“If you’re not first, you’re last.” - Ricky Bobby
Like it or not, competition is an inevitable part of business. For every great idea you have, you can be certain that someone else has probably had it too, for every innovative product or service you create, you can bet that there’s someone else who believes they could do it better. In tech, where ideas are numerous, talent is abundant, and investment flows freely, it’s not uncommon to find yourself up against several other companies vying for the same customers as you.
In that kind of business environment, there’s only a handful of factors that help you stay competitive, and one of the most important is speed to market. When it comes to adding features and functionality, it’s not only about doing it best, but doing it first. But when you’re developing a product, being fast requires a great deal of money, personnel, or both. Luckily for smaller organizations, there’s a revolution in tech that has made rapid iteration and innovation easier and cheaper than ever: low-code.
What is low-code?
Low-code (alternatively referred to as low code) is a methodology of software development that requires very little actual coding work on the part of the developer. There are numerous ways to achieve a low code solution, including using a graphical user interface or through the use of APIs, which often only require a few lines of code to be modified and added to your software. More extreme versions of this method where no working with code is required, are aptly referred to as no-code, but that’s another blog.
The term came into fashion in 2014 when analysts Clay Richardson and John Rymer used it to describe the new trend towards less code intensive development platforms. They explained low-code as the best choice for “fast, continuous, test and learn delivery.” To this point they explained:
“Hard-coding is too slow to develop and deliver many of the applications companies use to win, serve, and retain customers.”
To put it another way, when all of your competition is scrambling to rapidly improve their product, building things from scratch could mean your business falls further and further behind the curve. Whatever gains you may believe you’re making from not having to pay a license or subscription fee are instantly offset by your slow time to market.
“I skate to where the puck is going to be, not where it is.” - Wayne Gretzky
So for the sake of argument, I’m going to assume you’ve already analyzed whether to build vs. buy, and have come down on the side of buy. When it comes to features, your goal should never be to just keep up with the curve, it’s to get ahead of it. Low-code solutions like APIs and SDKs allow you to do just that. Take collaboration as an example.

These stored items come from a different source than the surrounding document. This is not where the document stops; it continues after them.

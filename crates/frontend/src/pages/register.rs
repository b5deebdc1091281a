//! Patient self-registration screen.

use smilecare_frontend_common::auth::use_role;
use smilecare_frontend_common::services::AuthApiService;
use smilecare_frontend_common::ErrorBanner;
use smilecare_http::types::{RegisterRequest, Role};
use wasm_bindgen_futures::spawn_local;
use web_sys::{HtmlInputElement, HtmlSelectElement};
use yew::prelude::*;
use yew_router::prelude::*;

use crate::pages::login::RegisteredQuery;
use crate::routes::Route;

#[derive(Clone, Default, PartialEq)]
struct RegisterForm {
    first_name: String,
    last_name: String,
    email: String,
    phone: String,
    gender: String,
    password: String,
    confirm_password: String,
}

impl RegisterForm {
    /// Client-side checks before anything hits the network.
    fn validate(&self) -> Result<(), &'static str> {
        if self.gender.is_empty() {
            return Err("Please select a gender");
        }
        if self.password.len() < 6 {
            return Err("Password must be at least 6 characters");
        }
        if self.password != self.confirm_password {
            return Err("Passwords do not match");
        }
        Ok(())
    }
}

#[function_component(Register)]
pub fn register() -> Html {
    let navigator = use_navigator().expect("navigator available under BrowserRouter");
    // A signed-in dentist filling this form is creating a colleague account.
    let as_dentist = use_role() == Some(Role::Dentist);

    let form = use_state(RegisterForm::default);
    let error = use_state(|| Option::<String>::None);
    let busy = use_state(|| false);

    let text_field = |apply: fn(&mut RegisterForm, String)| {
        let form = form.clone();
        Callback::from(move |e: InputEvent| {
            let input: HtmlInputElement = e.target_unchecked_into();
            let mut next = (*form).clone();
            apply(&mut next, input.value());
            form.set(next);
        })
    };

    let on_gender = {
        let form = form.clone();
        Callback::from(move |e: Event| {
            let select: HtmlSelectElement = e.target_unchecked_into();
            let mut next = (*form).clone();
            next.gender = select.value();
            form.set(next);
        })
    };

    let on_submit = {
        let navigator = navigator.clone();
        let form = form.clone();
        let error = error.clone();
        let busy = busy.clone();
        Callback::from(move |e: SubmitEvent| {
            e.prevent_default();
            if *busy {
                return;
            }
            let current = (*form).clone();
            if let Err(message) = current.validate() {
                error.set(Some(message.to_string()));
                return;
            }

            let navigator = navigator.clone();
            let error = error.clone();
            let busy = busy.clone();

            error.set(None);
            busy.set(true);
            spawn_local(async move {
                let profile = RegisterRequest {
                    first_name: current.first_name,
                    last_name: current.last_name,
                    email: current.email,
                    phone: current.phone,
                    gender: Some(current.gender),
                    password: current.password,
                    role_id: if as_dentist {
                        Role::Dentist.role_id()
                    } else {
                        Role::Patient.role_id()
                    },
                };
                match AuthApiService::new().register(profile).await {
                    Ok(()) => {
                        if as_dentist {
                            navigator.push(&Route::Dentists);
                        } else {
                            let _ = navigator.push_with_query(
                                &Route::Login,
                                &RegisteredQuery { registered: true },
                            );
                        }
                    }
                    Err(err) => {
                        error.set(Some(err.display_message()));
                        busy.set(false);
                    }
                }
            });
        })
    };

    let input_class = "w-full border border-gray-300 rounded-lg px-3 py-2 focus:outline-none focus:ring-2 focus:ring-teal-500";
    let label_class = "block text-sm font-medium text-gray-700 mb-1";

    html! {
        <div class="max-w-md mx-auto px-4 py-12">
            <div class="bg-white rounded-xl shadow-sm border border-gray-100 p-8">
                <h1 class="text-2xl font-bold text-gray-900 mb-6">{"Create your account"}</h1>

                if let Some(message) = (*error).clone() {
                    <div class="mb-4">
                        <ErrorBanner message={message} />
                    </div>
                }

                <form onsubmit={on_submit} class="space-y-4">
                    <div class="grid grid-cols-2 gap-4">
                        <div>
                            <label class={label_class}>{"First name"}</label>
                            <input type="text" required=true class={input_class}
                                value={form.first_name.clone()}
                                oninput={text_field(|f, v| f.first_name = v)} />
                        </div>
                        <div>
                            <label class={label_class}>{"Last name"}</label>
                            <input type="text" required=true class={input_class}
                                value={form.last_name.clone()}
                                oninput={text_field(|f, v| f.last_name = v)} />
                        </div>
                    </div>

                    <div>
                        <label class={label_class}>{"Email"}</label>
                        <input type="email" required=true class={input_class}
                            value={form.email.clone()}
                            oninput={text_field(|f, v| f.email = v)} />
                    </div>

                    <div>
                        <label class={label_class}>{"Phone"}</label>
                        <input type="tel" required=true class={input_class}
                            value={form.phone.clone()}
                            oninput={text_field(|f, v| f.phone = v)} />
                    </div>

                    <div>
                        <label class={label_class}>{"Gender"}</label>
                        <select class={input_class} onchange={on_gender} value={form.gender.clone()}>
                            <option value="" selected={form.gender.is_empty()}>{"Select..."}</option>
                            <option value="M" selected={form.gender == "M"}>{"Male"}</option>
                            <option value="F" selected={form.gender == "F"}>{"Female"}</option>
                            <option value="O" selected={form.gender == "O"}>{"Other"}</option>
                        </select>
                    </div>

                    <div>
                        <label class={label_class}>{"Password"}</label>
                        <input type="password" required=true class={input_class}
                            value={form.password.clone()}
                            oninput={text_field(|f, v| f.password = v)} />
                    </div>

                    <div>
                        <label class={label_class}>{"Confirm password"}</label>
                        <input type="password" required=true class={input_class}
                            value={form.confirm_password.clone()}
                            oninput={text_field(|f, v| f.confirm_password = v)} />
                    </div>

                    <button type="submit" disabled={*busy}
                        class="w-full px-4 py-2 bg-teal-600 text-white rounded-lg hover:bg-teal-700 disabled:opacity-50">
                        { if *busy { "Creating account..." } else { "Sign up" } }
                    </button>
                </form>

                <p class="text-sm text-gray-500 mt-6 text-center">
                    {"Already have an account? "}
                    <Link<Route> to={Route::Login} classes="text-teal-600 hover:underline">
                        {"Log in"}
                    </Link<Route>>
                </p>
            </div>
        </div>
    }
}

#[cfg(test)]
mod tests {
    use super::*;

    fn valid_form() -> RegisterForm {
        RegisterForm {
            first_name: "Maya".into(),
            last_name: "Cruz".into(),
            email: "maya@example.com".into(),
            phone: "555-0102".into(),
            gender: "F".into(),
            password: "hunter22".into(),
            confirm_password: "hunter22".into(),
        }
    }

    #[test]
    fn valid_form_passes() {
        assert!(valid_form().validate().is_ok());
    }

    #[test]
    fn mismatched_passwords_are_rejected() {
        let mut form = valid_form();
        form.confirm_password = "hunter23".into();
        assert_eq!(form.validate(), Err("Passwords do not match"));
    }

    #[test]
    fn missing_gender_is_rejected() {
        let mut form = valid_form();
        form.gender.clear();
        assert_eq!(form.validate(), Err("Please select a gender"));
    }

    #[test]
    fn short_password_is_rejected() {
        let mut form = valid_form();
        form.password = "abc".into();
        form.confirm_password = "abc".into();
        assert_eq!(form.validate(), Err("Password must be at least 6 characters"));
    }
}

With so much of our work having moved online, everyone from the biggest tech giants to the smallest start-ups are in a big hurry to get in-app chat fully functional. While companies with market caps large enough to make John D. Rockefeller blush are hiring or acquiring their way to a solution, many more are leaning on tried and true low-code Chat APIs like Sendbird, Stream, or Weavy to achieve parity.
But, as you may have read somewhere, when it comes to collaboration, chat is the bare minimum. While your competitors are busy chasing the proverbial puck, your business can leapfrog them by adding richer and more contextual collaboration features like Feeds or File Sharing. Better yet, you could add a low-code solution with rich third party integrations, making your offering even more attractive to customers enmeshed in existing ecosystems like Google Workplace or Microsoft Teams.
“Competition is not only the basis of protection to the consumer, but is the incentive to progress.” - President Herbert Hoover
If you’ve read any of my other blogs you’ve probably figured out that I really love quotations. In preparation for this article I decided to Google “competition quotes,” and the results were, to put it mildly, disappointing. Words like “domination,” “crush,” or “obliterate” were common. These days conventional wisdom seems to be that competition is an obstacle to be removed.
But outside of being a fact of life and a reality of business, competition is the single greatest motivator of innovation we currently have at our disposal. So embrace the challenges your competitors present you with. Let it motivate your product team to challenge themselves to move faster, let it encourage your leadership to make bold moves to disrupt the market. Competition isn’t only good for your customers, it can be good for you.
With low-code solutions at your fingertips, there’s more opportunity than ever to go toe to toe with the biggest names in tech, and maybe even beat them at their own game.